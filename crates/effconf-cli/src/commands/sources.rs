//! Property source listing

use colored::Colorize;
use effconf_core::{ConfigResolver, SourceInfo};

use crate::error::Result;

/// List the sources that take part in the merge, highest ordinal first.
pub fn run_sources(resolver: &ConfigResolver, json: bool) -> Result<()> {
    let mut sources: Vec<SourceInfo> = resolver.sources()?.iter().map(|s| s.info()).collect();
    // Stable, so equal ordinals keep declaration order.
    sources.sort_by_key(|s| std::cmp::Reverse(s.ordinal));

    if json {
        println!("{}", serde_json::to_string_pretty(&sources)?);
        return Ok(());
    }

    if sources.is_empty() {
        println!("{}", "(no property sources)".dimmed());
        return Ok(());
    }

    println!("{}", "Property Sources".bold());
    println!();
    println!("  {:>7}  {:>7}  {}", "ORDINAL".dimmed(), "ENTRIES".dimmed(), "NAME".dimmed());
    for source in &sources {
        println!(
            "  {:>7}  {:>7}  {}",
            source.ordinal.to_string().cyan(),
            source.entries,
            source.name
        );
    }
    Ok(())
}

---------------

# EXERCISE GOAL:
Every record above needs to be copied exactly.

# EXERCISE SOLUTION:
filename crates/effconf-cli/src/commands/sources.rs
//! Property source listing

use colored::Colorize;
use effconf_core::{ConfigResolver, SourceInfo};

use crate::error::Result;

/// List the sources that take part in the merge, highest ordinal first.
pub fn run_sources(resolver: &ConfigResolver, json: bool) -> Result<()> {
    let mut sources: Vec<SourceInfo> = resolver.sources()?.iter().map(|s| s.info()).collect();
    // Stable, so equal ordinals keep declaration order.
    sources.sort_by_key(|s| std::cmp::Reverse(s.ordinal));

    if json {
        println!("{}", serde_json::to_string_pretty(&sources)?);
        return Ok(());
    }

    if sources.is_empty() {
        println!("{}", "(no property sources)".dimmed());
        return Ok(());
    }

    println!("{}", "Property Sources".bold());
    println!();
    println!("  {:>7}  {:>7}  {}", "ORDINAL".dimmed(), "ENTRIES".dimmed(), "NAME".dimmed());
    for source in &sources {
        println!(
            "  {:>7}  {:>7}  {}",
            source.ordinal.to_string().cyan(),
            source.entries,
            source.name
        );
    }
    Ok(())
}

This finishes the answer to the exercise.